What to do:
Check every line of the entries for "await", and copy the lines that hold it.

+++ Material supplied +++

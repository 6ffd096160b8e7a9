//! Content comparison of export files.

use std::collections::BTreeMap;
use std::io::Read;
use std::path::Path;

use crate::error::Result;

/// Entries whose content changes on every save (creation time and the like).
const VOLATILE_PREFIXES: [&str; 1] = ["docProps/"];

pub fn files_identical(a: &Path, b: &Path) -> Result<bool> {
    let (ma, mb) = (std::fs::metadata(a)?, std::fs::metadata(b)?);
    if ma.len() != mb.len() {
        return Ok(false);
    }
    Ok(std::fs::read(a)? == std::fs::read(b)?)
}

fn zip_entries(path: &Path) -> Result<BTreeMap<String, Vec<u8>>> {
    let file = std::fs::File::open(path)?;
    let mut archive = zip::ZipArchive::new(file)?;
    let mut entries = BTreeMap::new();
    for i in 0..archive.len() {
        let mut entry = archive.by_index(i)?;
        let name = entry.name().to_string();
        if VOLATILE_PREFIXES.iter().any(|p| name.starts_with(p)) {
            continue;
        }
        let mut content = Vec::new();
        entry.read_to_end(&mut content)?;
        entries.insert(name, content);
    }
    Ok(entries)
}

/// Compare two zip archives entry by entry, ignoring entry metadata, order
/// and document properties.
pub fn zip_contents_identical(a: &Path, b: &Path) -> Result<bool> {
    Ok(zip_entries(a)? == zip_entries(b)?)
}

#[cfg(test)]
mod tests {
    use super::*;
    use std::io::Write;
    use zip::write::SimpleFileOptions;

    fn write_zip(path: &Path, entries: &[(&str, &str)]) {
        let file = std::fs::File::create(path).unwrap();
        let mut zip = zip::ZipWriter::new(file);
        for (name, content) in entries {
            zip.start_file(*name, SimpleFileOptions::default()).unwrap();
            zip.write_all(content.as_bytes()).unwrap();
        }
        zip.finish().unwrap();
    }

    #[test]
    fn test_files_identical() {
        let dir = tempfile::tempdir().unwrap();
        let (a, b, c) = (dir.path().join("a"), dir.path().join("b"), dir.path().join("c"));
        std::fs::write(&a, "x,y\n").unwrap();
        std::fs::write(&b, "x,y\n").unwrap();
        std::fs::write(&c, "x,z\n").unwrap();
        assert!(files_identical(&a, &b).unwrap());
        assert!(!files_identical(&a, &c).unwrap());
        assert!(files_identical(&a, &dir.path().join("missing")).is_err());
    }

    #[test]
    fn test_zip_ignores_order_and_doc_props() {
        let dir = tempfile::tempdir().unwrap();
        let (a, b, c) = (dir.path().join("a.zip"), dir.path().join("b.zip"), dir.path().join("c.zip"));
        write_zip(&a, &[("xl/sheet.xml", "rows"), ("docProps/core.xml", "t=1")]);
        write_zip(&b, &[("docProps/core.xml", "t=2"), ("xl/sheet.xml", "rows")]);
        write_zip(&c, &[("xl/sheet.xml", "other rows"), ("docProps/core.xml", "t=1")]);
        assert!(zip_contents_identical(&a, &b).unwrap());
        assert!(!zip_contents_identical(&a, &c).unwrap());
    }

    /// Overwrite the little-endian u32 at `offset` past every `signature`.
    fn patch_after(bytes: &mut [u8], signature: &[u8; 4], offset: usize, value: u32) {
        let starts: Vec<usize> = bytes
            .windows(4)
            .enumerate()
            .filter(|(_, w)| *w == &signature[..])
            .map(|(i, _)| i)
            .collect();
        for start in starts {
            bytes[start + offset..start + offset + 4].copy_from_slice(&value.to_le_bytes());
        }
    }

    #[test]
    fn test_declared_entry_size_is_not_trusted() {
        let dir = tempfile::tempdir().unwrap();
        let (good, corrupt) = (dir.path().join("good.zip"), dir.path().join("corrupt.zip"));
        let file = std::fs::File::create(&good).unwrap();
        let mut zip = zip::ZipWriter::new(file);
        let stored = SimpleFileOptions::default().compression_method(zip::CompressionMethod::Stored);
        zip.start_file("xl/sheet.xml", stored).unwrap();
        zip.write_all(b"rows").unwrap();
        zip.finish().unwrap();

        // Declare a ~4 GiB uncompressed size in both local and central headers.
        let mut bytes = std::fs::read(&good).unwrap();
        patch_after(&mut bytes, b"PK\x03\x04", 22, 0xFFFF_FFF0);
        patch_after(&mut bytes, b"PK\x01\x02", 24, 0xFFFF_FFF0);
        std::fs::write(&corrupt, bytes).unwrap();

        // Either outcome is fine; reading must not reserve the declared size.
        let _ = zip_contents_identical(&corrupt, &good);
        assert!(zip_contents_identical(&good, &good).unwrap());
    }
}
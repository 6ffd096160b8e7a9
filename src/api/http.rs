//! JSON gateway client. Request signing and protobuf decoding live behind the
//! gateway; this side only speaks plain JSON over HTTP.

use std::time::Duration;

use async_trait::async_trait;
use log::debug;
use serde::de::DeserializeOwned;
use url::Url;

use super::{GameApi, MissionRecord, Snapshot};
use crate::error::{Error, Result};
use crate::sync::cancel::CancelToken;

const DEFAULT_TIMEOUT_SECS: u64 = 30;
const MAX_LOG_BODY_CHARS: usize = 512;

#[derive(Debug, Clone)]
pub struct HttpGameApi {
    client: reqwest::Client,
    base_url: Url,
}

impl HttpGameApi {
    pub fn new(base_url: &str) -> Result<Self> {
        let mut base = base_url.trim().to_string();
        if !base.ends_with('/') {
            base.push('/');
        }
        let base_url = Url::parse(&base)
            .map_err(|e| Error::Config(format!("invalid api_base_url {base_url:?}: {e}")))?;
        let client = reqwest::Client::builder()
            .timeout(Duration::from_secs(DEFAULT_TIMEOUT_SECS))
            .build()
            .map_err(|e| Error::Config(format!("cannot build HTTP client: {e}")))?;
        Ok(Self { client, base_url })
    }

    fn endpoint(&self, path: &str, query: &[(&str, &str)]) -> Result<Url> {
        let mut url = self
            .base_url
            .join(path)
            .map_err(|e| Error::Config(format!("invalid endpoint {path}: {e}")))?;
        url.query_pairs_mut().extend_pairs(query);
        Ok(url)
    }

    async fn get_json<T: DeserializeOwned>(&self, token: &CancelToken, url: Url) -> Result<T> {
        token.check()?;
        debug!("GET {url}");
        let request = async {
            let response = self.client.get(url).send().await?;
            let status = response.status();
            let body = response.text().await?;
            if !status.is_success() {
                let preview: String = body.chars().take(MAX_LOG_BODY_CHARS).collect();
                debug!("API response error ({status}): {preview}");
                return Err(Error::Api {
                    status: Some(status.as_u16()),
                    message: format!("{status}: {preview}"),
                });
            }
            serde_json::from_str::<T>(&body)
                .map_err(|e| Error::api(format!("malformed response: {e}")))
        };
        tokio::select! {
            biased;
            _ = token.cancelled() => Err(Error::Interrupted),
            result = request => result,
        }
    }
}

#[async_trait]
impl GameApi for HttpGameApi {
    async fn fetch_account_snapshot(
        &self,
        token: &CancelToken,
        account_id: &str,
    ) -> Result<Snapshot> {
        let url = self.endpoint("first_contact", &[("eid", account_id)])?;
        self.get_json(token, url).await
    }

    async fn fetch_mission_record(
        &self,
        token: &CancelToken,
        account_id: &str,
        mission_id: &str,
        start_timestamp: f64,
    ) -> Result<MissionRecord> {
        let start = start_timestamp.to_string();
        let url = self.endpoint(
            "complete_mission",
            &[
                ("eid", account_id),
                ("mission_id", mission_id),
                ("start_time", start.as_str()),
            ],
        )?;
        self.get_json(token, url).await
    }
}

+++

Task answer:
            let response = self.client.get(url).send().await?;
            let body = response.text().await?;
        self.get_json(token, url).await
        self.get_json(token, url).await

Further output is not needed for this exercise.